RealtyTrac: Origination Volume Dropped 6% In Q1

Posted by Patrick Barnard on June 01, 2015 No Comments
Categories : Residential Mortgage

About 1,551,865 loans were originated on single-family homes and condos in the first quarter – a decrease of 6% compared with the fourth quarter of 2014 but up 17% compared to a year ago, according to RealtyTrac's recently released U.S. Residential Loan Origination Report.

Those loans totaled about $377 billion, down 1% from the second quarter but up 32% compared to the first quarter of 2014. Of that amount, about $256 billion – or 67.8% – was refinances while about $121 billion, or 32.2%, was purchase loans.

Of the nearly 1.6 million originations in the first quarter, 471,822 were purchase loans, down 25% from the previous quarter and up less than 1% from a year ago, while about 1,080,043 were refinances, an increase of 6% compared to the previous quarter and an increase of 27% from a year ago.

‘A dip in interest rates early in the year combined with lowered mortgage insurance premiums for Federal Housing Administration loans breathed some life back into the refinancing market in the first quarter,’ explains Daren Blomquist, vice president at RealtyTrac, in a statement. ‘Meanwhile the purchase loan market remained largely missing in action despite tepid growth from a year ago. The prime buying season still remains ahead, providing some hope that first-time homebuyers and other traditional buyers relying on traditional financing will come out in the woodwork in greater numbers in the coming months.’

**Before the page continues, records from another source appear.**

//! Application startup and utilities.
//!
//! This module contains exit codes, tracing setup, and error hints
//! that support the main entry point.

use notipoll::config::ConfigError;
use tracing::Level;
use tracing_subscriber::EnvFilter;

/// Application exit codes.
pub mod exit_code {
    use std::process::ExitCode;

    /// Success (exit code 0).
    pub const SUCCESS: ExitCode = ExitCode::SUCCESS;

    /// Configuration error (exit code 1) - invalid args, missing required fields, etc.
    pub const CONFIG_ERROR: ExitCode = ExitCode::FAILURE;

    /// Runtime error (exit code 2) - network failure, polling fault, etc.
    ///
    /// Note: This is a function rather than a constant because `ExitCode::from()` is not `const fn`.
    pub fn runtime_error() -> ExitCode {
        ExitCode::from(2)
    }
}

/// Prints helpful hints for common configuration errors.
pub fn print_config_hint(error: &ConfigError) {
    match error {
        ConfigError::MissingRequired { .. } | ConfigError::FileRead { .. } => {
            eprintln!("\nRun 'notipoll init' to generate a configuration template.");
        }
        _ => {}
    }
}

/// Sets up the tracing subscriber for logging.
pub fn setup_tracing(verbose: bool) {
    let level = if verbose { Level::DEBUG } else { Level::INFO };

    let filter = EnvFilter::builder()
        .with_default_directive(level.into())
        .from_env_lossy();

    tracing_subscriber::fmt()
        .with_env_filter(filter)
        .with_target(false)
        .init();
}
//! Error types for configuration parsing and validation.

use std::path::PathBuf;

use thiserror::Error;

/// Error type for configuration operations.
///
/// Covers errors from parsing, validation, and file operations.
#[derive(Debug, Error)]
pub enum ConfigError {
    /// Failed to read the configuration file.
    #[error("Failed to read config file '{}': {source}", path.display())]
    FileRead {
        /// Path to the config file
        path: PathBuf,
        /// Underlying I/O error
        #[source]
        source: std::io::Error,
    },

    /// Failed to parse the TOML configuration.
    #[error("Failed to parse TOML config: {0}")]
    TomlParse(#[from] toml::de::Error),

    /// Failed to write configuration file (for init command).
    #[error("Failed to write config file '{}': {source}", path.display())]
    FileWrite {
        /// Path to the config file
        path: PathBuf,
        /// Underlying I/O error
        #[source]
        source: std::io::Error,
    },

    /// Missing required field that must be provided by CLI or config file.
    #[error("Missing required field: {field}. {hint}")]
    MissingRequired {
        /// Name of the missing field
        field: &'static str,
        /// Hint for how to provide the value
        hint: &'static str,
    },

    /// Invalid URL provided.
    #[error("Invalid URL '{url}': {reason}")]
    InvalidUrl {
        /// The invalid URL string
        url: String,
        /// Reason for invalidity
        reason: String,
    },

    /// Invalid duration value.
    #[error("Invalid duration for {field}: {reason}")]
    InvalidDuration {
        /// Name of the field
        field: &'static str,
        /// Reason for invalidity
        reason: String,
    },

    /// Invalid payload shape value.
    #[error("Invalid mode '{value}': expected single or batch")]
    InvalidMode {
        /// The invalid value provided
        value: String,
    },

    /// Invalid header format.
    #[error("Invalid header format '{value}': expected 'Key=Value' or 'Key: Value'")]
    InvalidHeader {
        /// The invalid header string
        value: String,
    },

    /// Invalid header name.
    #[error("Invalid header name '{name}': {reason}")]
    InvalidHeaderName {
        /// The invalid header name
        name: String,
        /// Reason for invalidity
        reason: String,
    },

    /// Invalid header value.
    #[error("Invalid header value for '{name}': {reason}")]
    InvalidHeaderValue {
        /// The header name
        name: String,
        /// Reason for invalidity
        reason: String,
    },
}

/// Well-known field names for `MissingRequired` errors.
///
/// Use these constants for compile-time safety when matching field names.
pub mod field {
    /// The endpoint URL field.
    pub const URL: &str = "url";
}

impl ConfigError {
    /// Creates a `MissingRequired` error for a required field.
    #[must_use]
    pub const fn missing(field: &'static str, hint: &'static str) -> Self {
        Self::MissingRequired { field, hint }
    }
}
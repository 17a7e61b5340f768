//! Production HTTP client implementation using reqwest.

use std::time::Duration;

use super::{HttpClient, HttpError, HttpRequest, HttpResponse};

/// Production HTTP client using reqwest.
///
/// A thin wrapper around `reqwest::Client` that implements the
/// [`HttpClient`] trait. It inherits reqwest's default configuration
/// including connection pooling.
///
/// # Example
///
/// ```no_run
/// use notipoll::source::{HttpClient, HttpRequest, ReqwestClient};
/// use url::Url;
///
/// # async fn example() -> Result<(), Box<dyn std::error::Error>> {
/// let client = ReqwestClient::new();
/// let url = Url::parse("https://queue.example.com/notifications")?;
/// let response = client.get(HttpRequest::get(url)).await?;
/// println!("Status: {}", response.status);
/// # Ok(())
/// # }
/// ```
#[derive(Debug, Clone)]
pub struct ReqwestClient {
    inner: reqwest::Client,
}

impl ReqwestClient {
    /// Creates a new HTTP client with default configuration.
    #[must_use]
    pub fn new() -> Self {
        Self {
            inner: reqwest::Client::new(),
        }
    }

    /// Creates a client with a per-request timeout.
    ///
    /// # Errors
    ///
    /// Returns [`HttpError::Connection`] if the underlying client
    /// cannot be built (e.g. TLS backend initialization failure).
    pub fn with_timeout(timeout: Duration) -> Result<Self, HttpError> {
        let inner = reqwest::Client::builder()
            .timeout(timeout)
            .build()
            .map_err(|e| HttpError::Connection(Box::new(e)))?;
        Ok(Self { inner })
    }

    /// Creates an HTTP client from an existing reqwest client.
    ///
    /// Useful when you need custom configuration (proxies, TLS, etc.).
    #[must_use]
    pub const fn from_client(client: reqwest::Client) -> Self {
        Self { inner: client }
    }
}

impl Default for ReqwestClient {
    fn default() -> Self {
        Self::new()
    }
}

impl HttpClient for ReqwestClient {
    async fn get(&self, request: HttpRequest) -> Result<HttpResponse, HttpError> {
        let mut builder = self.inner.get(request.url.as_str());

        for (name, value) in &request.headers {
            builder = builder.header(name, value);
        }

        let response = builder.send().await.map_err(|e| {
            if e.is_timeout() {
                HttpError::Timeout
            } else if e.is_builder() {
                HttpError::InvalidUrl(e.to_string())
            } else {
                HttpError::Connection(Box::new(e))
            }
        })?;

        let status = response.status();
        let body = response
            .bytes()
            .await
            .map_err(|e| HttpError::Connection(Box::new(e)))?
            .to_vec();

        Ok(HttpResponse::new(status, body))
    }
}
//! Ordered subscriber registry.

use std::any::Any;
use std::sync::{Arc, Mutex, MutexGuard, PoisonError};

use super::subscriber::Subscriber;

/// The ordered set of subscribers for one subscription.
///
/// Insertion order equals registration order and is preserved for
/// delivery and enumeration. Identity is by reference (the allocation
/// behind the `Arc`), not by value: registering the same `Arc` twice
/// produces duplicate delivery, and removal drops the first matching
/// entry only.
///
/// All operations take `&self` and are safe to call while the polling
/// loop is running; the loop reads a consistent snapshot at each
/// delivery point.
pub struct SubscriberSet<P> {
    entries: Mutex<Vec<Arc<dyn Subscriber<P>>>>,
}

/// Address of the allocation behind an `Arc`, with any trait-object
/// metadata discarded.
fn data_ptr<T: ?Sized>(arc: &Arc<T>) -> *const () {
    Arc::as_ptr(arc).cast()
}

impl<P: 'static> SubscriberSet<P> {
    /// Creates an empty registry.
    #[must_use]
    pub const fn new() -> Self {
        Self {
            entries: Mutex::new(Vec::new()),
        }
    }

    /// Appends a subscriber to the end of the registry.
    pub fn add<T: Subscriber<P>>(&self, subscriber: Arc<T>) {
        self.lock_entries().push(subscriber);
    }

    /// Removes the first entry referring to the same allocation as
    /// `subscriber`; no-op if absent.
    pub fn remove<T: Subscriber<P> + ?Sized>(&self, subscriber: &Arc<T>) {
        let target = data_ptr(subscriber);
        let mut entries = self.lock_entries();
        if let Some(position) = entries.iter().position(|e| data_ptr(e) == target) {
            entries.remove(position);
        }
    }

    /// Returns the current registry size.
    #[must_use]
    pub fn len(&self) -> usize {
        self.lock_entries().len()
    }

    /// Returns true if no subscribers are registered.
    #[must_use]
    pub fn is_empty(&self) -> bool {
        self.lock_entries().is_empty()
    }

    /// Returns the current entries in registration order.
    ///
    /// The snapshot is decoupled from the registry: concurrent
    /// registrations become visible at the next snapshot, not within
    /// an in-flight fan-out.
    #[must_use]
    pub fn snapshot(&self) -> Vec<Arc<dyn Subscriber<P>>> {
        self.lock_entries().clone()
    }

    /// Returns, in registration order, every subscriber whose concrete
    /// type is `T`.
    #[must_use]
    pub fn of_kind<T: Subscriber<P>>(&self) -> Vec<Arc<T>> {
        self.lock_entries()
            .iter()
            .filter_map(|entry| {
                let cloned: Arc<dyn Subscriber<P>> = Arc::clone(entry);
                let any: Arc<dyn Any + Send + Sync> = cloned;
                any.downcast::<T>().ok()
            })
            .collect()
    }

    /// Locks the entries, recovering from a poisoned lock.
    ///
    /// Delivery happens outside the lock, so a panicking subscriber
    /// cannot leave the vector in an inconsistent state.
    fn lock_entries(&self) -> MutexGuard<'_, Vec<Arc<dyn Subscriber<P>>>> {
        self.entries
            .lock()
            .unwrap_or_else(PoisonError::into_inner)
    }
}

impl<P: 'static> Default for SubscriberSet<P> {
    fn default() -> Self {
        Self::new()
    }
}

impl<P: 'static> std::fmt::Debug for SubscriberSet<P> {
    fn fmt(&self, f: &mut std::fmt::Formatter<'_>) -> std::fmt::Result {
        f.debug_struct("SubscriberSet")
            .field("len", &self.len())
            .finish()
    }
}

Markets that saw the biggest year-over-year increases in loan originations (including refinances) include San Jose, Calif. (up 72%); San Diego, Calif. (up 64%); Oxnard-Thousand Oaks-Ventura, Calif. (up 64%); Palm Bay-Melbourne-Titusville, Fla. (up 61%); and Boston (up 54%).

Looking just at purchase volume, markets with biggest year-over-year increases in the first quarter include Palm Bay-Melbourne-Titusville, Fla. (up 72%); Dayton, Ohio (up 62%); Toledo, Ohio (up 36%); Tampa, Fla. (up 32%); and Kansas City (up 32%).

Conventional loan originations (backed by Fannie and Freddie) totaled 995,968 in the first quarter, representing 64.2% of all originations. That's a decrease of about 5% compared with the previous quarter – but up 13% from a year ago.

As the shift from a purchase market to a refinance market continued, due to historically low rates, conventional purchase loan originations decreased 27% from the previous quarter and were down 2% from a year ago, while conventional refinance originations increased 10% from the previous quarter and were up 21% from a year ago.

Origination volume of Veterans Affairs-backed loans was up a whopping 57% in the first quarter, year over year.